Amount received and repaid by the assessee subsequently is not a loan. This is a transaction done on behalf of his children to accommodate tham in obtaining DD’s without charges and cannot be considered as taking of loan or repayment of loan in cash.

Facts of the Case

In this case AO initiated the penalty proceedings u/s 271D and also u/s 271E of the Act on the ground that the assessee has received loans in cash and also repaid the loans in cash in violation of the provisions of section 269SS and 269T of the Act. The assessee submitted that his family members had intended to purchase a property and therefore, they entered into an agreement of sale and had requested the assessee to take out a D.D and consequently had received a sum of Rs.6,29,000 and the assessee had taken out the DD accordingly. But, since the transaction did not go through, the DDs were cancelled and the amounts were repaid to his children, and therefore, the transaction is not a loan and the penalty is not leviable. The AO, however, did not accept the assessee’s contention and observed that the transaction does not fall in any of the exemptions laid down u/s 269SS and 269(T) of the Act and therefore, penalty is leviable. He, accordingly levied penalty u/s 271E and 271D of the Act against which the assessee preferred appeals before the CIT (A).
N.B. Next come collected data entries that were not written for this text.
use thiserror::Error;

use crate::domain::{
    BookId, BorrowError, BorrowingId, MemberId, RenewError, ReservationError, ReservationId,
    ReturnError, StaffId,
};
use crate::ports::{CommitError, PortError};

/// 貸出・予約アプリケーション層のエラー
#[derive(Debug, Error)]
pub enum CirculationError {
    /// 会員が存在しない
    #[error("Member {0} not found")]
    MemberNotFound(MemberId),

    /// 書籍が存在しない
    #[error("Book {0} not found")]
    BookNotFound(BookId),

    /// 職員が存在しない
    #[error("Staff {0} not found")]
    StaffNotFound(StaffId),

    /// 貸出が存在しない
    #[error("Borrowing {0} not found")]
    BorrowingNotFound(BorrowingId),

    /// 予約が存在しない
    #[error("Reservation {0} not found")]
    ReservationNotFound(ReservationId),

    /// 貸出のビジネスルール違反
    #[error(transparent)]
    Borrow(#[from] BorrowError),

    /// 返却のビジネスルール違反
    #[error(transparent)]
    Return(#[from] ReturnError),

    /// 更新のビジネスルール違反
    #[error(transparent)]
    Renew(#[from] RenewError),

    /// 予約のビジネスルール違反
    #[error(transparent)]
    Reservation(#[from] ReservationError),

    /// 読み込んだドキュメントがコミット前に他の操作で変更された
    #[error("{kind} {id} was changed by another operation")]
    Conflict { kind: &'static str, id: String },

    /// ストアのエラー
    #[error("Store error")]
    StoreError(#[source] PortError),

    /// 通知サービスのエラー
    #[error("Notification service error")]
    NotificationError(#[source] PortError),
}

impl From<CommitError> for CirculationError {
    fn from(err: CommitError) -> Self {
        match err {
            CommitError::Conflict { kind, id } => CirculationError::Conflict { kind, id },
            CommitError::Store(source) => CirculationError::StoreError(source),
        }
    }
}

/// エラーの分類
///
/// API層はこの分類だけを見てステータスコードを決める。
#[derive(Debug, Clone, Copy, PartialEq, Eq)]
pub enum ErrorKind {
    /// 対象が存在しない
    NotFound,
    /// 状態がその操作を許さない
    InvalidState,
    /// ストア・通知先の障害
    Internal,
}

impl CirculationError {
    pub fn kind(&self) -> ErrorKind {
        match self {
            CirculationError::MemberNotFound(_)
            | CirculationError::BookNotFound(_)
            | CirculationError::StaffNotFound(_)
            | CirculationError::BorrowingNotFound(_)
            | CirculationError::ReservationNotFound(_)
            | CirculationError::Borrow(BorrowError::CopyNotFound(_))
            | CirculationError::Return(ReturnError::CopyNotFound(_)) => ErrorKind::NotFound,
            CirculationError::Borrow(_)
            | CirculationError::Return(_)
            | CirculationError::Renew(_)
            | CirculationError::Reservation(_)
            | CirculationError::Conflict { .. } => ErrorKind::InvalidState,
            CirculationError::StoreError(_) | CirculationError::NotificationError(_) => {
                ErrorKind::Internal
            }
        }
    }

    pub fn is_not_found(&self) -> bool {
        self.kind() == ErrorKind::NotFound
    }

    pub fn is_invalid_state(&self) -> bool {
        self.kind() == ErrorKind::InvalidState
    }

    pub fn is_conflict(&self) -> bool {
        matches!(self, CirculationError::Conflict { .. })
    }
}

/// アプリケーション層の Result型
pub type Result<T> = std::result::Result<T, CirculationError>;
//! Per-workload contexts and the registry the datapath resolves them from.

use std::sync::Arc;
use std::time::{Duration, Instant};

use dashmap::DashMap;
use parking_lot::Mutex;

use crate::cache::TtlCache;
use crate::policy::{AclSet, FlowPolicy, RuleSet, TagStore};

/// Registry key whose context answers for any otherwise-unmatched IP.
pub const DEFAULT_NETWORK: &str = "0.0.0.0/0";

/// How long a cached SYN token stays reusable before it is re-signed.
pub const SYN_TOKEN_VALIDITY: Duration = Duration::from_millis(500);

/// Kind of workload a context describes.
#[derive(Debug, Clone, Copy, PartialEq, Eq)]
pub enum PuType {
    /// A container under policy
    Container,
    /// A host process under policy
    LinuxProcess,
    /// Synthetic context for host-mode packets with no matching workload
    Transient,
}

pub(crate) struct SynTokenCache {
    pub(crate) token: Vec<u8>,
    pub(crate) expiration: Instant,
}

/// Identity, policy, and per-workload caches for one processing unit.
///
/// Rule sets and ACLs are immutable once the context is registered; the
/// only locked state is the cached SYN token.
pub struct PuContext {
    /// Stable identifier used in flow reports
    pub management_id: String,
    /// Workload kind
    pub pu_type: PuType,
    identity: TagStore,
    /// Rules evaluated against claims received on ingress, reject first
    pub reject_rcv: RuleSet,
    /// Accept rules for ingress claims
    pub accept_rcv: RuleSet,
    /// Rules evaluated against the responder's claims under mutual auth
    pub reject_txt: RuleSet,
    /// Accept rules for responder claims
    pub accept_txt: RuleSet,
    /// ACLs for inbound flows from unprotected peers
    pub network_acls: AclSet,
    /// ACLs for outbound flows to unprotected peers
    pub application_acls: AclSet,
    pub(crate) external_ip_cache: TtlCache<String, Arc<FlowPolicy>>,
    pub(crate) syn_token: Mutex<SynTokenCache>,
}

impl PuContext {
    /// Create a context with empty rule sets. Callers populate the rules
    /// and ACLs before registering the context.
    pub fn new(
        management_id: impl Into<String>,
        pu_type: PuType,
        identity: TagStore,
        external_ip_ttl: Duration,
    ) -> Self {
        Self {
            management_id: management_id.into(),
            pu_type,
            identity,
            reject_rcv: RuleSet::new(),
            accept_rcv: RuleSet::new(),
            reject_txt: RuleSet::new(),
            accept_txt: RuleSet::new(),
            network_acls: AclSet::new(),
            application_acls: AclSet::new(),
            external_ip_cache: TtlCache::new(external_ip_ttl),
            syn_token: Mutex::new(SynTokenCache {
                token: Vec::new(),
                expiration: Instant::now(),
            }),
        }
    }

    /// Synthetic context for a host-mode packet with no matching workload.
    pub fn transient() -> Arc<Self> {
        Arc::new(Self::new(
            "transient",
            PuType::Transient,
            TagStore::default(),
            Duration::from_secs(1),
        ))
    }

    /// The workload's identity claim set.
    pub fn identity(&self) -> &TagStore {
        &self.identity
    }

    /// Cached external-peer policy for an `ip:port` key, TTL refreshed.
    pub fn external_policy(&self, key: &String) -> Option<Arc<FlowPolicy>> {
        self.external_ip_cache.get(key)
    }
}

/// Lookup indexes mapping packet attributes to contexts.
///
/// The discovery subsystem registers and removes entries; the datapath
/// only reads. Context lifetime is owned here, connections hold weak
/// references.
#[derive(Default)]
pub struct PuRegistry {
    pu_from_ip: DashMap<String, Arc<PuContext>>,
    pu_from_mark: DashMap<String, Arc<PuContext>>,
    pu_from_port: DashMap<String, Arc<PuContext>>,
}

impl PuRegistry {
    /// Empty registry.
    pub fn new() -> Self {
        Self::default()
    }

    /// Index a context by workload IP. Use [`DEFAULT_NETWORK`] as the key
    /// to install the fallback context.
    pub fn register_ip(&self, ip: impl Into<String>, context: Arc<PuContext>) {
        self.pu_from_ip.insert(ip.into(), context);
    }

    /// Index a context by cgroup mark.
    pub fn register_mark(&self, mark: impl Into<String>, context: Arc<PuContext>) {
        self.pu_from_mark.insert(mark.into(), context);
    }

    /// Index a context by local port.
    pub fn register_port(&self, port: impl Into<String>, context: Arc<PuContext>) {
        self.pu_from_port.insert(port.into(), context);
    }

    /// Context registered for an IP.
    pub fn pu_from_ip(&self, ip: &str) -> Option<Arc<PuContext>> {
        self.pu_from_ip.get(ip).map(|e| e.value().clone())
    }

    /// Context registered for a mark.
    pub fn pu_from_mark(&self, mark: &str) -> Option<Arc<PuContext>> {
        self.pu_from_mark.get(mark).map(|e| e.value().clone())
    }

    /// Context registered for a port.
    pub fn pu_from_port(&self, port: &str) -> Option<Arc<PuContext>> {
        self.pu_from_port.get(port).map(|e| e.value().clone())
    }

    /// Drop every index entry pointing at the given context. Called on
    /// workload teardown; in-flight connections observe a dead weak
    /// reference and drop.
    pub fn unregister(&self, management_id: &str) {
        self.pu_from_ip
            .retain(|_, c| c.management_id != management_id);
        self.pu_from_mark
            .retain(|_, c| c.management_id != management_id);
        self.pu_from_port
            .retain(|_, c| c.management_id != management_id);
    }
}
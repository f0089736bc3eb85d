//! Concurrent keyed stores with per-entry time-to-live.
//!
//! Every flow and context lookup in the datapath goes through one of
//! these. A successful `get` resets the entry's TTL, so an active flow
//! stays cached while an abandoned handshake ages out. Expired entries
//! are dropped lazily: a sweep runs at most once per purge interval,
//! piggy-backed on regular traffic.

use std::hash::Hash;
use std::time::{Duration, Instant};

use dashmap::DashMap;
use parking_lot::Mutex;

const PURGE_INTERVAL: Duration = Duration::from_secs(10);

struct Entry<V> {
    value: V,
    ttl: Duration,
    expires: Instant,
}

/// A concurrent map whose entries expire unless refreshed by lookups.
pub struct TtlCache<K, V> {
    entries: DashMap<K, Entry<V>>,
    default_ttl: Duration,
    last_purge: Mutex<Instant>,
}

impl<K: Eq + Hash, V: Clone> TtlCache<K, V> {
    /// Create a cache with the given default entry lifetime.
    pub fn new(default_ttl: Duration) -> Self {
        Self {
            entries: DashMap::new(),
            default_ttl,
            last_purge: Mutex::new(Instant::now()),
        }
    }

    /// Fetch a live entry and reset its TTL. Expired entries are treated
    /// as absent.
    pub fn get(&self, key: &K) -> Option<V> {
        self.maybe_purge();
        let mut entry = self.entries.get_mut(key)?;
        let now = Instant::now();
        if entry.expires <= now {
            drop(entry);
            self.entries.remove(key);
            return None;
        }
        entry.expires = now + entry.ttl;
        Some(entry.value.clone())
    }

    /// Insert or replace an entry with the default TTL.
    pub fn add_or_update(&self, key: K, value: V) {
        self.maybe_purge();
        let ttl = self.default_ttl;
        self.entries.insert(
            key,
            Entry {
                value,
                ttl,
                expires: Instant::now() + ttl,
            },
        );
    }

    /// Remove an entry, returning its value when it was present and live.
    pub fn remove(&self, key: &K) -> Option<V> {
        let (_, entry) = self.entries.remove(key)?;
        if entry.expires <= Instant::now() {
            return None;
        }
        Some(entry.value)
    }

    /// Rewrite the TTL of a live entry. Returns false when the entry is
    /// absent or already expired.
    pub fn set_time_out(&self, key: &K, ttl: Duration) -> bool {
        match self.entries.get_mut(key) {
            Some(mut entry) if entry.expires > Instant::now() => {
                entry.ttl = ttl;
                entry.expires = Instant::now() + ttl;
                true
            }
            _ => false,
        }
    }

    /// Number of entries, including any not yet purged.
    pub fn len(&self) -> usize {
        self.entries.len()
    }

    /// Whether the cache holds no entries.
    pub fn is_empty(&self) -> bool {
        self.entries.is_empty()
    }

    fn maybe_purge(&self) {
        let mut last = match self.last_purge.try_lock() {
            Some(guard) => guard,
            // Another worker is sweeping.
            None => return,
        };
        let now = Instant::now();
        if now.duration_since(*last) < PURGE_INTERVAL {
            return;
        }
        *last = now;
        drop(last);
        self.entries.retain(|_, entry| entry.expires > now);
    }
}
The CIT (A) however, confirmed the penalty levied by the AO and the assessee is in second appeal before us.

He submitted that the DDs were purchased by the assessee since he was a premium member of the AXIS Bank and the DD charges were not payable for the DDs purchased by him. He submitted that it was only a transaction of convenience and not a loan or advance as held by the AO and therefore, both the penalties should be deleted.